CDU-Stahlhelmer Eckhard Jesse will der Tübinger CDU Bündnisse mit der Linken austreiben

Kreisecke - 06.11. 2007 - Bernhard Strasdeit

„Bleibt Deutschland regierungsfähig?“ fragt die CDU-Abgeordnete Widmann-Mauz in der Einladung der Konrad-Adenauer-Stiftung zu einer Veranstaltung über Die Linke am kommenden Donnerstag. Gegen den neuen „politischen Sprengsatz“ (Originalton der Einladung) schickt die Adenauer-Stiftung einen „Extremismusforscher“ der besonderen Art ins Museum: Prof. Eckhard Jesse, bekannt als deutschnationaler Verharmloser von Rassismus und Befürworter von Berufsverboten gegen links.
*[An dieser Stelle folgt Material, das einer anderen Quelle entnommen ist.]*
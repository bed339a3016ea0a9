use std::cell::Cell;
use std::fmt::{self, Display, Formatter};
use std::rc::Rc;

use engine::{GameError, GameState, Player};
use rand::rngs::StdRng;
use rand::Rng;

/// An explicit game tree. Each node records the player to move in it, so a tree may give the same
/// player several moves in a row.
#[derive(Debug)]
pub struct Node {
    player: Player,
    outcome: Outcome,
}

#[derive(Debug)]
enum Outcome {
    Value(f32),
    Children(Vec<Rc<Node>>),
    // A finished game whose result cannot be computed.
    Unscored,
}

impl Node {
    pub fn leaf(value: f32) -> Node {
        Node {
            player: Player::Zero,
            outcome: Outcome::Value(value),
        }
    }

    pub fn unscored() -> Node {
        Node {
            player: Player::Zero,
            outcome: Outcome::Unscored,
        }
    }

    pub fn max(children: Vec<Node>) -> Node {
        Self::branch(Player::Zero, children)
    }

    pub fn min(children: Vec<Node>) -> Node {
        Self::branch(Player::One, children)
    }

    pub fn branch(player: Player, children: Vec<Node>) -> Node {
        assert!(!children.is_empty(), "a branch needs at least one child");

        Node {
            player,
            outcome: Outcome::Children(children.into_iter().map(Rc::new).collect()),
        }
    }

    /// Swaps the players of every node and negates every leaf.
    pub fn mirror(&self) -> Node {
        let outcome = match &self.outcome {
            Outcome::Value(value) => Outcome::Value(-value),
            Outcome::Children(children) => {
                Outcome::Children(children.iter().map(|c| Rc::new(c.mirror())).collect())
            }
            Outcome::Unscored => Outcome::Unscored,
        };

        Node {
            player: self.player.opponent(),
            outcome,
        }
    }

    /// The longest path from this node to a leaf, in plies.
    pub fn height(&self) -> usize {
        match &self.outcome {
            Outcome::Children(children) => {
                1 + children.iter().map(|c| c.height()).max().unwrap_or(0)
            }
            _ => 0,
        }
    }

    /// A random tree with small integer leaves, so ties are common. The player to move at each
    /// branch is random, so turns do not alternate.
    pub fn random(rng: &mut StdRng, max_height: usize) -> Node {
        let children = (0..rng.gen_range(1..=4))
            .map(|_| {
                if max_height <= 1 || rng.gen_bool(0.25) {
                    Node::leaf(rng.gen_range(-4i32..=4) as f32)
                } else {
                    Node::random(rng, max_height - 1)
                }
            })
            .collect();

        let player = if rng.gen_bool(0.5) { Player::Zero } else { Player::One };

        Node::branch(player, children)
    }
}

/// A position in a `Node` tree. Clones share a counter of the positions visited by a search.
#[derive(Clone, Debug)]
pub struct TreeGameState {
    node: Rc<Node>,
    visits: Rc<Cell<usize>>,
}

impl TreeGameState {
    pub fn new(node: Node) -> Self {
        Self {
            node: Rc::new(node),
            visits: Rc::new(Cell::new(0)),
        }
    }

    pub fn visits(&self) -> usize {
        self.visits.get()
    }

    fn children(&self) -> &[Rc<Node>] {
        match &self.node.outcome {
            Outcome::Children(children) => children,
            _ => &[],
        }
    }

    fn child(&self, node: &Rc<Node>) -> Self {
        Self {
            node: node.clone(),
            visits: self.visits.clone(),
        }
    }
}

impl GameState for TreeGameState {
    type Action = usize;

    /// The three ply example tree of Russell and Norvig, with a value of 3.
    fn initial() -> Self {
        Self::new(Node::max(vec![
            Node::min(vec![Node::leaf(3.0), Node::leaf(12.0), Node::leaf(8.0)]),
            Node::min(vec![Node::leaf(2.0), Node::leaf(4.0), Node::leaf(6.0)]),
            Node::min(vec![Node::leaf(14.0), Node::leaf(5.0), Node::leaf(2.0)]),
        ]))
    }

    fn is_terminal(&self) -> bool {
        self.visits.set(self.visits.get() + 1);
        self.children().is_empty()
    }

    fn terminal_value(&self) -> Result<f32, GameError> {
        match self.node.outcome {
            Outcome::Value(value) => Ok(value),
            _ => Err(GameError::NonTerminalState),
        }
    }

    fn player_to_move(&self) -> Player {
        self.node.player
    }

    fn successors(&self) -> Vec<Self> {
        self.children().iter().map(|c| self.child(c)).collect()
    }

    fn is_legal_move(&self, action: &Self::Action) -> bool {
        *action < self.children().len()
    }

    fn take_action(&self, action: &Self::Action) -> Result<Self, GameError> {
        self.children()
            .get(*action)
            .map(|c| self.child(c))
            .ok_or_else(|| GameError::IllegalMove(action.to_string()))
    }

    fn turn_instructions(&self) -> &'static str {
        "Enter the index of a child:"
    }
}

impl Display for TreeGameState {
    fn fmt(&self, f: &mut Formatter<'_>) -> fmt::Result {
        match &self.node.outcome {
            Outcome::Value(value) => write!(f, "Leaf({})", value),
            Outcome::Children(children) => write!(
                f,
                "Branch(player {}, {} children)",
                self.node.player,
                children.len()
            ),
            Outcome::Unscored => write!(f, "Unscored"),
        }
    }
}

/// Plain minimax without pruning.
pub fn minimax(state: &TreeGameState) -> f32 {
    if state.is_terminal() {
        return state.terminal_value().unwrap();
    }

    let values = state.successors().iter().map(minimax).collect::<Vec<_>>();

    match state.player_to_move() {
        Player::Zero => values.into_iter().fold(f32::NEG_INFINITY, f32::max),
        Player::One => values.into_iter().fold(f32::INFINITY, f32::min),
    }
}

/// Plain minimax without pruning, scoring states at `depth` or terminal states with `heuristic`.
pub fn depth_limited_minimax<S, H>(state: &S, depth: usize, heuristic: &H) -> f32
where
    S: GameState,
    H: Fn(&S) -> f32,
{
    if depth == 0 || state.is_terminal() {
        return heuristic(state);
    }

    let values = state
        .successors()
        .iter()
        .map(|s| depth_limited_minimax(s, depth - 1, heuristic))
        .collect::<Vec<_>>();

    match state.player_to_move() {
        Player::Zero => values.into_iter().fold(f32::NEG_INFINITY, f32::max),
        Player::One => values.into_iter().fold(f32::INFINITY, f32::min),
    }
}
Immer, wenn die CDU ihre antikommunistischen Reflexe aus dem kalten Krieg mal hinten anstellt, wie im sächsischen Landtag bei parteiübergreifenden Absprachen gegen die NPD oder im Tübinger Bündnis gegen einen Naziaufmarsch, tritt Jesse für die Stahlhelmfraktion in Aktion. Der Professor aus Chemnitz soll nicht nur die hiesige Linke schlagen, sondern auch den CDU-Kreisverband in die Tradition des Nazirichters Filbinger und der Weikersheimer Linie zurückholen.